Back to good intentions and unintended consequences on the CEO pay cap...

Here's Jason Zweig in the WSJ...

Of all the decrees that come spewing continually out of Washington, there is only one that works every time: the law of unintended consequences.

This past week, the Obama administration slapped a $500,000 cap on cash compensation for senior financial executives whose firms receive future federal aid. That put an official U.S. stamp on the outrage of the investing public....

Wall Street got its just deserts. Unfortunately, while this move rightfully punishes yesterday's fools, it may inadvertently create tomorrow's culprits....

If only it were so simple. "The search for ways to get around this," says one expert on Wall Street compensation, "started within minutes of the announcement."

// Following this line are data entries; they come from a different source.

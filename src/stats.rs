//! Habit analytics.
//!
//! Everything here is a pure function of a snapshot and an explicit anchor
//! day. Nothing reads the clock.

use crate::models::{Habit, HabitId};
use chrono::{Datelike, Duration, NaiveDate};
use serde::Serialize;
use std::collections::HashSet;

pub const STREAK_LOOKBACK_DAYS: i64 = 365;
pub const WEEK_DAYS: i64 = 7;
pub const SERIES_DAYS: i64 = 30;
pub const SUCCESS_WINDOW_DAYS: u64 = 30;

const ON_FIRE_STREAK: u32 = 7;
const TROPHY_STREAK: u32 = 30;

#[derive(Debug, Clone, Copy, PartialEq, Eq, Serialize)]
#[serde(rename_all = "lowercase")]
pub enum CompletionStatus {
    Complete,
    Partial,
    Incomplete,
}

#[derive(Debug, Clone, Copy, PartialEq, Eq, Serialize)]
#[serde(rename_all = "camelCase")]
pub enum StreakBadge {
    OnFire,
    Trophy,
}

#[derive(Debug, Clone, PartialEq, Eq, Serialize)]
#[serde(rename_all = "camelCase")]
pub struct DailyPoint {
    pub date: NaiveDate,
    pub completed_count: usize,
}

#[derive(Debug, Clone, PartialEq, Eq, Serialize)]
pub struct DayStatus {
    pub date: NaiveDate,
    pub status: CompletionStatus,
}

#[derive(Debug, Serialize)]
#[serde(rename_all = "camelCase")]
pub struct HabitStats {
    pub id: HabitId,
    pub name: String,
    pub streak: u32,
    pub badges: Vec<StreakBadge>,
    pub completed_today: bool,
}

#[derive(Debug, Serialize)]
#[serde(rename_all = "camelCase")]
pub struct StatsResponse {
    pub today: NaiveDate,
    pub today_status: CompletionStatus,
    pub habits: Vec<HabitStats>,
    pub weekly_progress: u32,
    pub daily_series: Vec<DailyPoint>,
    pub overall_success_rate: u32,
}

pub fn build_stats_at(today: NaiveDate, snapshot: &[Habit]) -> StatsResponse {
    let habits = snapshot
        .iter()
        .map(|habit| {
            let streak = streak(habit, today);
            HabitStats {
                id: habit.id.clone(),
                name: habit.name.clone(),
                streak,
                badges: badges(streak),
                completed_today: habit.is_completed_on(today),
            }
        })
        .collect();

    StatsResponse {
        today,
        today_status: completion_status(snapshot, today),
        habits,
        weekly_progress: weekly_progress(snapshot, today),
        daily_series: daily_series(snapshot, today),
        overall_success_rate: overall_success_rate(snapshot),
    }
}

/// Consecutive completed days walking back from `today`, today included.
pub fn streak(habit: &Habit, today: NaiveDate) -> u32 {
    let done: HashSet<NaiveDate> = habit.completed_dates.iter().copied().collect();
    let mut count = 0;
    for offset in 0..STREAK_LOOKBACK_DAYS {
        if !done.contains(&(today - Duration::days(offset))) {
            break;
        }
        count += 1;
    }
    count
}

pub fn badges(streak: u32) -> Vec<StreakBadge> {
    let mut earned = Vec::new();
    if streak >= ON_FIRE_STREAK {
        earned.push(StreakBadge::OnFire);
    }
    if streak >= TROPHY_STREAK {
        earned.push(StreakBadge::Trophy);
    }
    earned
}

pub fn completion_status(snapshot: &[Habit], day: NaiveDate) -> CompletionStatus {
    let done = completed_on(snapshot, day);
    if done == 0 {
        CompletionStatus::Incomplete
    } else if done == snapshot.len() {
        CompletionStatus::Complete
    } else {
        CompletionStatus::Partial
    }
}

/// Percentage of possible completions over the trailing week ending `today`.
///
/// Returns 0 for an empty snapshot.
pub fn weekly_progress(snapshot: &[Habit], today: NaiveDate) -> u32 {
    let start = today - Duration::days(WEEK_DAYS - 1);
    let completed: u64 = snapshot
        .iter()
        .map(|habit| {
            habit
                .completed_dates
                .iter()
                .filter(|day| **day >= start && **day <= today)
                .count() as u64
        })
        .sum();
    percentage(completed, snapshot.len() as u64 * WEEK_DAYS as u64)
}

/// Completion counts for the 30 days ending at `today`, oldest first.
pub fn daily_series(snapshot: &[Habit], today: NaiveDate) -> Vec<DailyPoint> {
    (0..SERIES_DAYS)
        .rev()
        .map(|offset| {
            let date = today - Duration::days(offset);
            DailyPoint {
                date,
                completed_count: completed_on(snapshot, date),
            }
        })
        .collect()
}

/// All-time markers against a 30-day allowance per habit, capped at 100.
pub fn overall_success_rate(snapshot: &[Habit]) -> u32 {
    let completed: u64 = snapshot
        .iter()
        .map(|habit| habit.completed_dates.len() as u64)
        .sum();
    percentage(completed, snapshot.len() as u64 * SUCCESS_WINDOW_DAYS).min(100)
}

/// Status of each day in a calendar month, for tile coloring.
pub fn month_calendar(snapshot: &[Habit], year: i32, month: u32) -> Option<Vec<DayStatus>> {
    let first = NaiveDate::from_ymd_opt(year, month, 1)?;
    let statuses = first
        .iter_days()
        .take_while(|date| date.month0() == first.month0())
        .map(|date| DayStatus {
            date,
            status: completion_status(snapshot, date),
        })
        .collect();
    Some(statuses)
}

fn completed_on(snapshot: &[Habit], day: NaiveDate) -> usize {
    snapshot
        .iter()
        .filter(|habit| habit.is_completed_on(day))
        .count()
}

fn percentage(completed: u64, total: u64) -> u32 {
    if total == 0 {
        return 0;
    }
    ((completed * 200 + total) / (total * 2)) as u32
}

#[cfg(test)]
mod tests {
    use super::*;

    fn anchor() -> NaiveDate {
        NaiveDate::from_ymd_opt(2026, 1, 5).unwrap()
    }

    fn habit(id: &str, days_ago: &[i64]) -> Habit {
        let mut habit = Habit::new(HabitId::new(id), id);
        for offset in days_ago {
            habit.toggle(anchor() - Duration::days(*offset));
        }
        habit
    }

    #[test]
    fn streak_is_zero_without_completions() {
        assert_eq!(streak(&habit("read", &[]), anchor()), 0);
    }

    #[test]
    fn streak_counts_back_to_first_gap() {
        let read = habit("read", &[0, 1, 2, 4, 5]);
        assert_eq!(streak(&read, anchor()), 3);
        assert_eq!(streak(&habit("run", &[0]), anchor()), 1);
        assert_eq!(streak(&habit("swim", &[1, 2]), anchor()), 0);
    }

    #[test]
    fn streak_stops_at_lookback_window() {
        let all: Vec<i64> = (0..400).collect();
        assert_eq!(streak(&habit("read", &all), anchor()), 365);
    }

    #[test]
    fn badges_follow_streak_thresholds() {
        assert!(badges(6).is_empty());
        assert_eq!(badges(7), vec![StreakBadge::OnFire]);
        assert_eq!(badges(30), vec![StreakBadge::OnFire, StreakBadge::Trophy]);
    }

    #[test]
    fn completion_status_classifies_days() {
        let today = anchor();
        assert_eq!(completion_status(&[], today), CompletionStatus::Incomplete);

        let a = habit("a", &[0]);
        let b = habit("b", &[]);
        assert_eq!(
            completion_status(&[a.clone(), b.clone()], today),
            CompletionStatus::Partial
        );
        assert_eq!(
            completion_status(&[b.clone()], today),
            CompletionStatus::Incomplete
        );

        let mut both = vec![a, habit("b", &[0])];
        assert_eq!(completion_status(&both, today), CompletionStatus::Complete);
        both[1].toggle(today);
        assert_ne!(completion_status(&both, today), CompletionStatus::Complete);
    }

    #[test]
    fn weekly_progress_uses_trailing_seven_days() {
        let today = anchor();
        assert_eq!(weekly_progress(&[], today), 0);

        // 6 and 7 days ago: only the former is inside the window.
        let a = habit("a", &[0, 1, 6, 7]);
        let b = habit("b", &[2]);
        // 4 of 14
        assert_eq!(weekly_progress(&[a, b], today), 29);

        let mut future = habit("c", &[0]);
        future.toggle(today + Duration::days(1));
        assert_eq!(weekly_progress(&[future], today), 14);
    }

    #[test]
    fn daily_series_is_thirty_contiguous_days() {
        let today = anchor();
        let snapshot = vec![habit("a", &[0, 29, 30]), habit("b", &[0])];
        let series = daily_series(&snapshot, today);

        assert_eq!(series.len(), 30);
        assert_eq!(series.last().unwrap().date, today);
        assert_eq!(series[0].date, today - Duration::days(29));
        for pair in series.windows(2) {
            assert_eq!(pair[1].date - pair[0].date, Duration::days(1));
        }
        assert_eq!(series[0].completed_count, 1);
        assert_eq!(series[29].completed_count, 2);
        assert_eq!(daily_series(&[], today).len(), 30);
    }

    #[test]
    fn overall_success_rate_rounds_and_caps() {
        assert_eq!(overall_success_rate(&[]), 0);
        let a = habit("a", &[0, 1, 2]);
        let b = habit("b", &[]);
        // 3 of 60
        assert_eq!(overall_success_rate(&[a, b]), 5);

        let days: Vec<i64> = (0..45).collect();
        assert_eq!(overall_success_rate(&[habit("c", &days)]), 100);
    }

    #[test]
    fn month_calendar_covers_every_day() {
        let snapshot = vec![habit("a", &[0])];
        let january = month_calendar(&snapshot, 2026, 1).unwrap();
        assert_eq!(january.len(), 31);
        assert_eq!(january[4].status, CompletionStatus::Complete);
        assert_eq!(january[5].status, CompletionStatus::Incomplete);
        assert_eq!(month_calendar(&snapshot, 2028, 2).unwrap().len(), 29);
        assert!(month_calendar(&snapshot, 2026, 13).is_none());
    }

    #[test]
    fn stats_bundle_reports_each_habit() {
        let snapshot = vec![habit("read", &[0, 1, 2]), habit("run", &[1])];
        let stats = build_stats_at(anchor(), &snapshot);
        assert_eq!(stats.habits.len(), 2);
        assert_eq!(stats.habits[0].streak, 3);
        assert!(stats.habits[0].completed_today);
        assert_eq!(stats.habits[1].streak, 0);
        assert_eq!(stats.today_status, CompletionStatus::Partial);
        assert_eq!(stats.daily_series.len(), 30);
    }
}
//! Persistence gateway between the local habit store and a remote record
//! store.
//!
//! Every gateway call opens its own connection, runs exactly one operation
//! and closes the connection again, whatever the outcome. Pushes for the
//! same habit are serialized so a late create acknowledgement cannot be
//! overtaken by the toggle queued behind it.

use crate::errors::HabitError;
use crate::models::{Habit, HabitId};
use chrono::NaiveDate;
use serde::{Deserialize, Serialize};
use std::collections::{HashMap, HashSet};
use std::future::Future;
use std::path::{Path, PathBuf};
use std::sync::atomic::{AtomicBool, AtomicU64, AtomicUsize, Ordering};
use std::sync::{Arc, Mutex as StdMutex, MutexGuard};
use tokio::fs;
use tokio::sync::{Mutex, OwnedMutexGuard};
use tracing::{debug, warn};

/// Opens connections to a record store.
pub trait RecordConnector: Send + Sync {
    type Connection: RecordConnection;

    fn connect(&self) -> impl Future<Output = Result<Self::Connection, HabitError>> + Send;
}

/// A single open connection. Callers must `close` it when done.
pub trait RecordConnection: Send {
    fn list(&mut self) -> impl Future<Output = Result<Vec<Habit>, HabitError>> + Send;

    /// Stores `habit` and returns the stored record with its assigned id.
    fn create(&mut self, habit: &Habit) -> impl Future<Output = Result<Habit, HabitError>> + Send;

    fn update_completion(
        &mut self,
        id: &HabitId,
        completed_dates: &[NaiveDate],
    ) -> impl Future<Output = Result<(), HabitError>> + Send;

    fn update_name(
        &mut self,
        id: &HabitId,
        name: &str,
    ) -> impl Future<Output = Result<(), HabitError>> + Send;

    fn delete(&mut self, id: &HabitId) -> impl Future<Output = Result<(), HabitError>> + Send;

    fn close(self) -> impl Future<Output = ()> + Send;
}

pub struct PersistenceGateway<C> {
    connector: C,
    registry: Arc<StdMutex<Registry>>,
}

/// Per-habit push locks and the `local id -> remote id` map.
///
/// Entries for a local id live until the tracker has adopted the remote id
/// and nobody holds or waits on that id's lock any more.
#[derive(Default)]
struct Registry {
    locks: HashMap<HabitId, Arc<Mutex<()>>>,
    aliases: HashMap<HabitId, HabitId>,
    adopted: HashSet<HabitId>,
}

impl Registry {
    fn canonical(&self, id: &HabitId) -> HabitId {
        self.aliases.get(id).cloned().unwrap_or_else(|| id.clone())
    }

    fn lock_for(&mut self, key: &HabitId) -> Arc<Mutex<()>> {
        Arc::clone(self.locks.entry(key.clone()).or_default())
    }

    fn sweep(&mut self) {
        self.locks.retain(|_, lock| Arc::strong_count(lock) > 1);
        let Self {
            locks,
            aliases,
            adopted,
        } = self;
        aliases.retain(|local, _| !adopted.contains(local) || locks.contains_key(local));
        adopted.retain(|local| aliases.contains_key(local));
    }
}

/// Taken together with a local mutation and held until its push is done.
///
/// While a ticket for a local id is alive the gateway keeps that id's alias,
/// so a push issued before adoption still reaches the adopted record.
pub struct PushTicket {
    lock: Option<Arc<Mutex<()>>>,
    registry: Arc<StdMutex<Registry>>,
}

impl Drop for PushTicket {
    fn drop(&mut self) {
        self.lock.take();
        lock_registry(&self.registry).sweep();
    }
}

impl<C: RecordConnector> PersistenceGateway<C> {
    pub fn new(connector: C) -> Self {
        Self {
            connector,
            registry: Arc::new(StdMutex::new(Registry::default())),
        }
    }

    pub fn connector(&self) -> &C {
        &self.connector
    }

    pub fn reserve(&self, id: &HabitId) -> PushTicket {
        PushTicket {
            lock: Some(self.registry().lock_for(id)),
            registry: Arc::clone(&self.registry),
        }
    }

    /// Sends a new habit and returns the id the record store settled on.
    pub async fn push(&self, habit: &Habit) -> Result<HabitId, HabitError> {
        let (key, guard) = self.lock_habit(&habit.id).await;
        if key != habit.id {
            // Already acknowledged under another id.
            drop(guard);
            self.sweep();
            return Ok(key);
        }

        debug!(id = %habit.id, "pushing new habit");
        let result = self.create_remote(habit).await;
        if let Ok(stored) = &result {
            if stored != &habit.id {
                self.registry().aliases.insert(habit.id.clone(), stored.clone());
            }
        }
        drop(guard);
        self.sweep();
        result
    }

    /// Replaces the remote completion set for `id`.
    pub async fn push_toggle(
        &self,
        id: &HabitId,
        completed_dates: &[NaiveDate],
    ) -> Result<(), HabitError> {
        let (target, guard) = self.lock_habit(id).await;
        let result = self.send_completion(&target, completed_dates).await;
        drop(guard);
        self.sweep();
        result
    }

    pub async fn push_rename(&self, id: &HabitId, name: &str) -> Result<(), HabitError> {
        let (target, guard) = self.lock_habit(id).await;
        let result = self.send_name(&target, name).await;
        drop(guard);
        self.sweep();
        result
    }

    pub async fn push_delete(&self, id: &HabitId) -> Result<(), HabitError> {
        let (target, guard) = self.lock_habit(id).await;
        // Never acknowledged remotely, so there is nothing to delete.
        let result = if target.is_local() {
            Ok(())
        } else {
            debug!(id = %target, "pushing delete");
            self.delete_remote(&target).await
        };
        drop(guard);
        self.adopted(id);
        result
    }

    pub async fn fetch_all(&self) -> Result<Vec<Habit>, HabitError> {
        let mut conn = self.connector.connect().await?;
        let result = conn.list().await;
        conn.close().await;
        let habits = result?;
        debug!(count = habits.len(), "fetched remote habits");
        Ok(habits)
    }

    /// The remote id a local id was mapped to, if its create was acknowledged.
    pub fn alias_of(&self, id: &HabitId) -> Option<HabitId> {
        self.registry().aliases.get(id).cloned()
    }

    /// Marks a local id as settled so its alias can be dropped once no push
    /// still refers to it.
    pub fn adopted(&self, local: &HabitId) {
        let mut registry = self.registry();
        if registry.aliases.contains_key(local) {
            registry.adopted.insert(local.clone());
        }
        registry.sweep();
    }

    async fn create_remote(&self, habit: &Habit) -> Result<HabitId, HabitError> {
        let mut conn = self.connector.connect().await?;
        let result = conn.create(habit).await;
        conn.close().await;
        result.map(|stored| stored.id)
    }

    async fn send_completion(
        &self,
        target: &HabitId,
        completed_dates: &[NaiveDate],
    ) -> Result<(), HabitError> {
        acknowledged(target)?;
        debug!(id = %target, days = completed_dates.len(), "pushing completion set");
        let mut conn = self.connector.connect().await?;
        let result = conn.update_completion(target, completed_dates).await;
        conn.close().await;
        result
    }

    async fn send_name(&self, target: &HabitId, name: &str) -> Result<(), HabitError> {
        acknowledged(target)?;
        debug!(id = %target, "pushing rename");
        let mut conn = self.connector.connect().await?;
        let result = conn.update_name(target, name).await;
        conn.close().await;
        result
    }

    async fn delete_remote(&self, id: &HabitId) -> Result<(), HabitError> {
        let mut conn = self.connector.connect().await?;
        let result = conn.delete(id).await;
        conn.close().await;
        result
    }

    /// Locks the push slot of the record `id` currently resolves to and
    /// returns that id. Re-resolves if the id was adopted while waiting.
    async fn lock_habit(&self, id: &HabitId) -> (HabitId, OwnedMutexGuard<()>) {
        let mut key = self.registry().canonical(id);
        loop {
            let lock = self.registry().lock_for(&key);
            let guard = lock.lock_owned().await;
            let current = self.registry().canonical(id);
            if current == key || !key.is_local() {
                return (key, guard);
            }
            key = current;
        }
    }

    fn sweep(&self) {
        self.registry().sweep();
    }

    fn registry(&self) -> MutexGuard<'_, Registry> {
        lock_registry(&self.registry)
    }

    /// Number of tracked push locks and aliases.
    #[cfg(test)]
    pub(crate) fn tracked(&self) -> (usize, usize) {
        let registry = self.registry();
        (registry.locks.len(), registry.aliases.len())
    }
}

fn lock_registry(registry: &StdMutex<Registry>) -> MutexGuard<'_, Registry> {
    registry
        .lock()
        .unwrap_or_else(|poisoned| poisoned.into_inner())
}

fn acknowledged(target: &HabitId) -> Result<(), HabitError> {
    if target.is_local() {
        return Err(HabitError::transport(format!(
            "habit {target} is not yet acknowledged by the record store"
        )));
    }
    Ok(())
}

/// Record stores this binary can talk to.
#[derive(Clone)]
pub enum RecordBackend {
    Memory(MemoryRecordStore),
    File(FileRecordStore),
}

pub enum BackendConnection {
    Memory(MemoryConnection),
    File(FileConnection),
}

impl RecordConnector for RecordBackend {
    type Connection = BackendConnection;

    async fn connect(&self) -> Result<BackendConnection, HabitError> {
        match self {
            Self::Memory(store) => store.open_connection().await.map(BackendConnection::Memory),
            Self::File(store) => store.open_connection().await.map(BackendConnection::File),
        }
    }
}

impl RecordConnection for BackendConnection {
    async fn list(&mut self) -> Result<Vec<Habit>, HabitError> {
        match self {
            Self::Memory(conn) => conn.list().await,
            Self::File(conn) => conn.list().await,
        }
    }

    async fn create(&mut self, habit: &Habit) -> Result<Habit, HabitError> {
        match self {
            Self::Memory(conn) => conn.create(habit).await,
            Self::File(conn) => conn.create(habit).await,
        }
    }

    async fn update_completion(
        &mut self,
        id: &HabitId,
        completed_dates: &[NaiveDate],
    ) -> Result<(), HabitError> {
        match self {
            Self::Memory(conn) => conn.update_completion(id, completed_dates).await,
            Self::File(conn) => conn.update_completion(id, completed_dates).await,
        }
    }

    async fn update_name(&mut self, id: &HabitId, name: &str) -> Result<(), HabitError> {
        match self {
            Self::Memory(conn) => conn.update_name(id, name).await,
            Self::File(conn) => conn.update_name(id, name).await,
        }
    }

    async fn delete(&mut self, id: &HabitId) -> Result<(), HabitError> {
        match self {
            Self::Memory(conn) => conn.delete(id).await,
            Self::File(conn) => conn.delete(id).await,
        }
    }

    async fn close(self) {
        match self {
            Self::Memory(conn) => conn.close().await,
            Self::File(conn) => conn.close().await,
        }
    }
}

/// Record collection shared by the in-memory and file stores.
#[derive(Debug, Clone, Default, Serialize, Deserialize)]
#[serde(rename_all = "camelCase")]
struct RecordSet {
    #[serde(default)]
    next_id: u64,
    #[serde(default)]
    habits: Vec<Habit>,
}

impl RecordSet {
    fn insert(&mut self, habit: &Habit) -> Result<Habit, HabitError> {
        if self.habits.iter().any(|stored| stored.id == habit.id) {
            return Err(HabitError::conflict(format!(
                "record {} already exists",
                habit.id
            )));
        }
        self.next_id += 1;
        let stored = Habit {
            id: HabitId::new(format!("{:024x}", self.next_id)),
            ..habit.clone()
        };
        self.habits.push(stored.clone());
        Ok(stored)
    }

    fn find_mut(&mut self, id: &HabitId) -> Result<&mut Habit, HabitError> {
        self.habits
            .iter_mut()
            .find(|habit| &habit.id == id)
            .ok_or_else(|| HabitError::not_found(id))
    }

    fn remove(&mut self, id: &HabitId) -> Result<(), HabitError> {
        let pos = self
            .habits
            .iter()
            .position(|habit| &habit.id == id)
            .ok_or_else(|| HabitError::not_found(id))?;
        self.habits.remove(pos);
        Ok(())
    }
}

/// Process-local record store with switches for simulating outages.
#[derive(Clone, Default)]
pub struct MemoryRecordStore {
    inner: Arc<MemoryInner>,
}

#[derive(Default)]
struct MemoryInner {
    records: StdMutex<RecordSet>,
    offline: AtomicBool,
    failing: AtomicBool,
    open: AtomicUsize,
    connects: AtomicU64,
}
// SPDX-FileCopyrightText: 2026 ArcheBase
//
// SPDX-License-Identifier: MulanPSL-2.0

//! # xdrcodec CLI
//!
//! Command-line front end for schema-driven XDR work.
//!
//! ## Usage
//!
//! ```sh
//! # List full types, or sparse types with their plans
//! xdrcodec types --schema schema.json
//! xdrcodec types --schema schema.json --config generator.toml --sparse --detail
//!
//! # JSON Schema of a type
//! xdrcodec schema --schema schema.json TransactionEnvelope
//!
//! # Which types decode this input?
//! xdrcodec guess --schema schema.json AAAAAgAAAAA=
//!
//! # Decode, encode, sparse decode
//! xdrcodec decode --schema schema.json --type Memo AAAAAA==
//! xdrcodec encode --schema schema.json --type Memo '"MEMO_NONE"'
//! xdrcodec sparse --schema schema.json --config generator.toml TxSource tx.xdr
//!
//! # Compare two schema versions
//! xdrcodec dedup curr.json next.json
//! ```

mod cmd;
mod common;

use std::process;

use clap::{Parser, Subcommand};
use cmd::{DecodeCmd, DedupCmd, EncodeCmd, GuessCmd, SchemaCmd, SparseCmd, TypesCmd};
use common::Result;

/// xdrcodec - XDR codec toolkit
///
/// Decode, encode and inspect XDR values against a type graph, with
/// decode-only sparse types and cross-version comparison.
#[derive(Parser, Clone)]
#[command(name = "xdrcodec")]
#[command(about = "Schema-driven XDR codec toolkit", long_about = None)]
#[command(version = env!("CARGO_PKG_VERSION"))]
#[command(author = "ArcheBase")]
struct Cli {
    #[command(subcommand)]
    command: Commands,
}

/// Available commands
#[derive(Subcommand, Clone)]
enum Commands {
    /// List full or sparse types
    Types(TypesCmd),

    /// Print the JSON Schema of a type
    Schema(SchemaCmd),

    /// List every type that decodes the input completely
    Guess(GuessCmd),

    /// Decode input as a type and print it as JSON
    Decode(DecodeCmd),

    /// Encode JSON as a type and print it as base64
    Encode(EncodeCmd),

    /// Decode input with a configured sparse type
    Sparse(SparseCmd),

    /// Compare two schema versions
    Dedup(DedupCmd),
}

fn run() -> Result<()> {
    let cli = Cli::parse();

    match cli.command {
        Commands::Types(cmd) => cmd.run(),
        Commands::Schema(cmd) => cmd.run(),
        Commands::Guess(cmd) => cmd.run(),
        Commands::Decode(cmd) => cmd.run(),
        Commands::Encode(cmd) => cmd.run(),
        Commands::Sparse(cmd) => cmd.run(),
        Commands::Dedup(cmd) => cmd.run(),
    }
}

fn main() {
    let result = run();

    if let Err(e) = result {
        eprintln!("Error: {e}");
        process::exit(1);
    }
}
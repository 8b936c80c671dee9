// SPDX-FileCopyrightText: 2026 ArcheBase
//
// SPDX-License-Identifier: MulanPSL-2.0

//! Encoding and decoding over a type graph.
//!
//! This module provides:
//! - [`xdr`] - XDR wire format: cursor, writer, full codec and streams
//! - [`json`] - JSON projection of decoded values
//! - [`defaults`] - Default value construction
//! - [`registry`] - Registry of full and sparse types, and the guess engine

pub mod defaults;
pub mod json;
pub mod registry;
pub mod xdr;

pub use defaults::{DefaultBuilder, DefaultProvider};
pub use json::{value_to_json, JsonDecoder, JsonEncoder, StrRepr};
pub use registry::{
    decode_base64, encode_base64, Capabilities, RegistryEntry, TypeKind, TypeRegistry,
};
pub use xdr::{
    frame_record, FramedIter, Limits, SkipMode, StreamIter, XdrCodec, XdrCursor, XdrDecoder,
    XdrEncoder, XdrWriter, DEFAULT_DEPTH_LIMIT,
};
// SPDX-FileCopyrightText: 2026 ArcheBase
//
// SPDX-License-Identifier: MulanPSL-2.0

//! Decode and encode commands.

use std::path::PathBuf;

use anyhow::Context as _;
use clap::Args;

use crate::common::{print_json, read_input, read_text, Result, SchemaArgs};

/// Decode input as a type and print its JSON projection.
#[derive(Args, Clone, Debug)]
pub struct DecodeCmd {
    #[command(flatten)]
    schema: SchemaArgs,

    /// Type to decode as
    #[arg(short = 't', long = "type", value_name = "TYPE")]
    type_name: String,

    /// Base64 text or a file of raw bytes; base64 from stdin if omitted
    #[arg(value_name = "INPUT")]
    input: Option<String>,

    /// Print on one line
    #[arg(long)]
    compact: bool,
}

impl DecodeCmd {
    pub fn run(self) -> Result<()> {
        let toolkit = self.schema.open()?;
        let data = read_input(self.input.as_deref())?;
        let value = toolkit.decode_bytes(&self.type_name, &data)?;
        print_json(&value, self.compact)
    }
}

/// Encode a JSON value as a type.
#[derive(Args, Clone, Debug)]
pub struct EncodeCmd {
    #[command(flatten)]
    schema: SchemaArgs,

    /// Type to encode as
    #[arg(short = 't', long = "type", value_name = "TYPE")]
    type_name: String,

    /// JSON text or a JSON file; read from stdin if omitted
    #[arg(value_name = "INPUT")]
    input: Option<String>,

    /// Write raw bytes to a file instead of printing base64
    #[arg(short, long, value_name = "FILE")]
    output: Option<PathBuf>,
}

impl EncodeCmd {
    pub fn run(self) -> Result<()> {
        let toolkit = self.schema.open()?;
        let text = read_text(self.input.as_deref())?;
        let json: serde_json::Value =
            serde_json::from_str(&text).context("input is not valid JSON")?;
        match self.output {
            Some(path) => {
                let data = toolkit.encode_bytes(&self.type_name, &json)?;
                std::fs::write(&path, &data)
                    .with_context(|| format!("write {}", path.display()))?;
                eprintln!("Wrote {} bytes to {}", data.len(), path.display());
            }
            None => println!("{}", toolkit.encode(&self.type_name, &json)?),
        }
        Ok(())
    }
}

For starters, the limits seem to apply only to "senior executives" -- the chief executive, chief financial officer and the like -- and not to many of the people who can earn the really big bucks on Wall Street, like traders, hedge-fund managers and the mad scientists who cooked up all those derivatives that almost destroyed the world financial system....

Outsourcing is another way to get around a pay cap....

Finally, the new rules from the Treasury Department permit Wall Street's "senior executives" to get incentive pay in the form of restricted stock or similar long-term incentive arrangements....

Wall Street imploded largely because the inmates -- the star traders and quant geniuses -- took over the asylum. Paying the wardens less won't put the inmates back in their cells.